• ASSIGNMENT: In the records, each line holding "transmitter" must be reported.

• SOURCE DATA:
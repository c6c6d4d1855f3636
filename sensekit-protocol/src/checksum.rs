//! SHDLC checksum
//!
//! The checksum is the bitwise inverse of the low byte of the sum of every
//! logical (unescaped) byte it protects: address, command, state (responses
//! only), length and data.

/// Checksum of `bytes`
pub fn checksum(bytes: &[u8]) -> u8 {
    let mut acc = Checksum::new();
    acc.update_all(bytes);
    acc.finish()
}

/// Running checksum, fed one logical byte at a time while a frame is built
#[derive(Debug, Clone, Copy, Default, PartialEq, Eq)]
pub struct Checksum {
    sum: u8,
}

impl Checksum {
    /// Start an empty sum
    pub const fn new() -> Self {
        Self { sum: 0 }
    }

    /// Add one byte
    pub fn update(&mut self, byte: u8) {
        self.sum = self.sum.wrapping_add(byte);
    }

    /// Add a run of bytes
    pub fn update_all(&mut self, bytes: &[u8]) {
        for &byte in bytes {
            self.update(byte);
        }
    }

    /// Final checksum value
    pub fn finish(self) -> u8 {
        !self.sum
    }
}

#[cfg(test)]
mod tests {
    use super::*;

    #[test]
    fn test_checksum_empty() {
        assert_eq!(checksum(&[]), 0xFF);
    }

    #[test]
    fn test_checksum_wake_up_command() {
        // addr 0x00, cmd 0x11, len 0x00
        assert_eq!(checksum(&[0x00, 0x11, 0x00]), 0xEE);
    }

    #[test]
    fn test_checksum_wraps() {
        // 0xFF + 0x02 = 0x101 -> 0x01 -> !0x01 = 0xFE
        assert_eq!(checksum(&[0xFF, 0x02]), 0xFE);
    }

    #[test]
    fn test_checksum_start_measurement() {
        // Sensirion datasheet example: start measurement, float output
        // 7E 00 00 02 01 03 F9 7E
        assert_eq!(checksum(&[0x00, 0x00, 0x02, 0x01, 0x03]), 0xF9);
    }

    #[test]
    fn test_accumulator_matches_one_shot() {
        let data = [0x12, 0x34, 0x56, 0x78, 0x9A];
        let mut acc = Checksum::new();
        for &b in &data {
            acc.update(b);
        }
        assert_eq!(acc.finish(), checksum(&data));
    }
}
//! UART serial communication abstractions
//!
//! Two layers live here. [`UartTx`]/[`UartRx`] are what a chip HAL
//! implements: a transmitter and a non-blocking byte receiver.
//! [`ByteStream`] is what frame-oriented protocols consume: whole-buffer
//! writes and a blocking "read until delimiter" with a timeout.
//! [`PacketUart`] builds the latter from the former plus a [`Clock`].

use crate::time::Clock;

#[cfg(feature = "serde")]
use serde::{Deserialize, Serialize};

/// UART transmitter
pub trait UartTx {
    /// Error type for transmit operations
    type Error: embedded_io::Error;

    /// Queue `data` for transmission
    ///
    /// Returns how many bytes were accepted. Fewer than `data.len()` means
    /// the transmitter could not take the rest.
    fn write(&mut self, data: &[u8]) -> Result<usize, Self::Error>;

    /// Block until everything queued has left the shift register
    fn flush(&mut self) -> Result<(), Self::Error>;
}

/// UART receiver
pub trait UartRx {
    /// Error type for receive operations
    type Error: embedded_io::Error;

    /// Take one byte from the receive FIFO, if one is waiting
    fn try_read_byte(&mut self) -> Result<Option<u8>, Self::Error>;
}

/// Byte channel with frame-boundary reads
pub trait ByteStream {
    /// Error type for channel operations
    type Error: embedded_io::Error;

    /// Write `data`, returning the number of bytes actually written
    fn write(&mut self, data: &[u8]) -> Result<usize, Self::Error>;

    /// Read one delimited frame into `buf`
    ///
    /// Returns once the closing `delimiter` has been stored, `buf` is full,
    /// or `timeout_ms` has elapsed. On timeout the bytes gathered so far are
    /// returned (possibly none); it is up to the caller to reject them.
    fn read_until(
        &mut self,
        delimiter: u8,
        buf: &mut [u8],
        timeout_ms: u32,
    ) -> Result<usize, Self::Error>;
}

impl<T: ByteStream + ?Sized> ByteStream for &mut T {
    type Error = T::Error;

    fn write(&mut self, data: &[u8]) -> Result<usize, Self::Error> {
        (**self).write(data)
    }

    fn read_until(
        &mut self,
        delimiter: u8,
        buf: &mut [u8],
        timeout_ms: u32,
    ) -> Result<usize, Self::Error> {
        (**self).read_until(delimiter, buf, timeout_ms)
    }
}

/// [`ByteStream`] over a polled UART
///
/// `read_until` is a busy-polling loop against a deadline taken once on
/// entry. Bytes arriving before the opening delimiter are line noise and
/// are dropped. A delimiter straight after the opening one is treated as
/// the start of a new frame (the previous frame's closing flag followed by
/// the next frame's opening flag).
pub struct PacketUart<U, C> {
    uart: U,
    clock: C,
}

impl<U, C> PacketUart<U, C>
where
    U: UartTx + UartRx<Error = <U as UartTx>::Error>,
    C: Clock,
{
    /// Wrap a UART and the clock used for receive timeouts
    pub fn new(uart: U, clock: C) -> Self {
        Self { uart, clock }
    }

    /// Access the underlying UART
    pub fn uart_mut(&mut self) -> &mut U {
        &mut self.uart
    }

    /// Take the UART and clock back
    pub fn release(self) -> (U, C) {
        (self.uart, self.clock)
    }
}

impl<U, C> ByteStream for PacketUart<U, C>
where
    U: UartTx + UartRx<Error = <U as UartTx>::Error>,
    C: Clock,
{
    type Error = <U as UartTx>::Error;

    fn write(&mut self, data: &[u8]) -> Result<usize, Self::Error> {
        let written = UartTx::write(&mut self.uart, data)?;
        self.uart.flush()?;
        Ok(written)
    }

    fn read_until(
        &mut self,
        delimiter: u8,
        buf: &mut [u8],
        timeout_ms: u32,
    ) -> Result<usize, Self::Error> {
        let deadline = self.clock.deadline(timeout_ms);
        let mut count = 0;

        while count < buf.len() {
            if let Some(byte) = self.uart.try_read_byte()? {
                let is_delimiter = byte == delimiter;
                match count {
                    // Waiting for the opening delimiter
                    0 if !is_delimiter => {}
                    // Back-to-back delimiters: the latest one opens the frame
                    1 if is_delimiter => {}
                    _ => {
                        buf[count] = byte;
                        count += 1;
                        if is_delimiter && count > 1 {
                            return Ok(count);
                        }
                    }
                }
            }

            if self.clock.expired(deadline) {
                break;
            }
        }

        Ok(count)
    }
}

/// UART configuration
#[derive(Debug, Clone, Copy, PartialEq, Eq)]
#[cfg_attr(feature = "defmt", derive(defmt::Format))]
#[cfg_attr(feature = "serde", derive(Serialize, Deserialize))]
pub struct UartConfig {
    /// Baud rate in bits per second
    pub baudrate: u32,
    /// Number of data bits (typically 8)
    pub data_bits: DataBits,
    /// Parity mode
    pub parity: Parity,
    /// Number of stop bits
    pub stop_bits: StopBits,
}

impl Default for UartConfig {
    /// 115200 8N1, the SPS30 line settings
    fn default() -> Self {
        Self {
            baudrate: 115_200,
            data_bits: DataBits::Eight,
            parity: Parity::None,
            stop_bits: StopBits::One,
        }
    }
}

/// Number of data bits per character
#[derive(Debug, Clone, Copy, PartialEq, Eq)]
#[cfg_attr(feature = "defmt", derive(defmt::Format))]
#[cfg_attr(feature = "serde", derive(Serialize, Deserialize))]
pub enum DataBits {
    Seven,
    Eight,
}

/// Parity mode
#[derive(Debug, Clone, Copy, PartialEq, Eq)]
#[cfg_attr(feature = "defmt", derive(defmt::Format))]
#[cfg_attr(feature = "serde", derive(Serialize, Deserialize))]
pub enum Parity {
    None,
    Even,
    Odd,
}

/// Number of stop bits
#[derive(Debug, Clone, Copy, PartialEq, Eq)]
#[cfg_attr(feature = "defmt", derive(defmt::Format))]
#[cfg_attr(feature = "serde", derive(Serialize, Deserialize))]
pub enum StopBits {
    One,
    Two,
}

• ANSWER BELOW:
//! implements: a transmitter and a non-blocking byte receiver.
/// UART transmitter
    /// the transmitter could not take the rest.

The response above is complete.